Hunt chose to not run for re-election to the House in 2012 and was replaced by fellow Democrat Brent Barton.

== Post-legislative career ==
After his service in the House, Hunt served as president and CEO of the Pacific Northwest Defense Coalition (PNDC) for five years and then as Senior Vice President of Strategies 360 for three years.

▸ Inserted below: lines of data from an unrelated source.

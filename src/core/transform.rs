use crate::domain::model::{
    NeoRow, RawFeedPayload, RawObjectRecord, RejectedRecord, RowSet, TransformOutput,
};
use crate::utils::error::{EtlError, Result};
use chrono::NaiveDate;
use serde::Deserialize;
use serde_json::Value;

pub const NEAR_EARTH_OBJECTS: &str = "near_earth_objects";

/// Flattens a feed payload into one row per object.
///
/// A missing payload, or one without date groups, yields an empty output. Records that
/// cannot be flattened are skipped and reported in `rejected`; only a payload whose
/// overall shape is wrong fails the call.
pub fn transform(payload: Option<&RawFeedPayload>) -> Result<TransformOutput> {
    let Some(payload) = payload else {
        tracing::warn!("🟡 No raw data provided for transformation");
        return Ok(TransformOutput::default());
    };

    let groups = match payload.body().get(NEAR_EARTH_OBJECTS) {
        None | Some(Value::Null) => {
            tracing::warn!("🟡 Payload has no '{}' section", NEAR_EARTH_OBJECTS);
            return Ok(TransformOutput::default());
        }
        Some(Value::Object(groups)) => groups,
        Some(other) => {
            return Err(EtlError::MalformedPayloadError {
                message: format!(
                    "'{}' should map dates to lists, found {}",
                    NEAR_EARTH_OBJECTS,
                    json_kind(other)
                ),
            })
        }
    };

    let mut rows = Vec::new();
    let mut rejected = Vec::new();

    for (date_key, objects) in groups {
        let objects = objects
            .as_array()
            .ok_or_else(|| EtlError::MalformedPayloadError {
                message: format!(
                    "date group '{}' should be a list, found {}",
                    date_key,
                    json_kind(objects)
                ),
            })?;
        let date = NaiveDate::parse_from_str(date_key, "%Y-%m-%d");

        for (position, object) in objects.iter().enumerate() {
            let flattened = match &date {
                Ok(date) => flatten_record(date_key, *date, object),
                Err(e) => Err(EtlError::MalformedRecordError {
                    date: date_key.clone(),
                    id: record_id(object).unwrap_or_default(),
                    reason: format!("date group key is not a calendar date: {}", e),
                }),
            };

            match flattened {
                Ok(row) => rows.push(row),
                Err(err) => {
                    tracing::warn!("⚠️ Skipping record: {}", err);
                    rejected.push(RejectedRecord {
                        date: date_key.clone(),
                        position,
                        id: record_id(object),
                        reason: match err {
                            EtlError::MalformedRecordError { reason, .. } => reason,
                            other => other.to_string(),
                        },
                    });
                }
            }
        }
    }

    tracing::info!(
        rows = rows.len(),
        rejected = rejected.len(),
        "✅ Transformation finished"
    );

    Ok(TransformOutput {
        rows: RowSet::new(rows),
        rejected,
    })
}

fn flatten_record(date_key: &str, date: NaiveDate, object: &Value) -> Result<NeoRow> {
    let malformed = |reason: String| EtlError::MalformedRecordError {
        date: date_key.to_string(),
        id: record_id(object).unwrap_or_else(|| "?".to_string()),
        reason,
    };

    let record = RawObjectRecord::deserialize(object).map_err(|e| malformed(e.to_string()))?;

    // Later approaches are ignored; the feed lists them in its own order.
    let approach = record
        .close_approach_data
        .first()
        .ok_or_else(|| malformed("no close-approach events".to_string()))?;

    let bounds = &record.estimated_diameter.kilometers;
    let row = NeoRow {
        id: record.id,
        name: record.name,
        is_potentially_hazardous: record.is_potentially_hazardous_asteroid,
        close_approach_date: date,
        diameter_min_km: bounds.estimated_diameter_min,
        diameter_max_km: bounds.estimated_diameter_max,
        relative_velocity_km_s: approach.relative_velocity.kilometers_per_second,
        miss_distance_km: approach.miss_distance.kilometers,
    };

    for (field, value) in [
        ("diameter_min_km", row.diameter_min_km),
        ("diameter_max_km", row.diameter_max_km),
        ("relative_velocity_km_s", row.relative_velocity_km_s),
        ("miss_distance_km", row.miss_distance_km),
    ] {
        if !value.is_finite() || value < 0.0 {
            return Err(malformed(format!("{} must be a non-negative number, got {}", field, value)));
        }
    }
    if row.diameter_min_km > row.diameter_max_km {
        return Err(malformed(format!(
            "diameter min {} exceeds max {}",
            row.diameter_min_km, row.diameter_max_km
        )));
    }

    Ok(row)
}

fn record_id(object: &Value) -> Option<String> {
    match object.get("id")? {
        Value::String(s) => Some(s.clone()),
        Value::Number(n) => Some(n.to_string()),
        _ => None,
    }
}

fn json_kind(value: &Value) -> &'static str {
    match value {
        Value::Null => "null",
        Value::Bool(_) => "a boolean",
        Value::Number(_) => "a number",
        Value::String(_) => "a string",
        Value::Array(_) => "a list",
        Value::Object(_) => "an object",
    }
}

/// CSV rendering of the rows, header included.
pub fn rows_to_csv(rows: &RowSet) -> Result<Vec<u8>> {
    let mut writer = csv::Writer::from_writer(Vec::new());
    if rows.is_empty() {
        writer.write_record(crate::domain::model::NEO_ROW_COLUMNS)?;
    }
    for row in rows {
        writer.serialize(row)?;
    }
    writer
        .into_inner()
        .map_err(|e| EtlError::IoError(e.into_error()))
}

In 2015, Hunt was elected to the board of Clackamas Community College, and was re-elected in 2017. On May 3, 2021, Hunt was cited by Portland Police in an undercover solicitation sting and took leave from the board. On March 17, 2022, a Multnomah County judge dismissed the charge against Hunt and the case was closed. Hunt was re-elected to the CCC board on May 18, 2021. Hunt was elected to the national board of the Association of Welcoming and Affirming Baptists in 2019 and was elected board treasurer in 2021.

Hunt served as president and CEO of Columbia Public Affairs.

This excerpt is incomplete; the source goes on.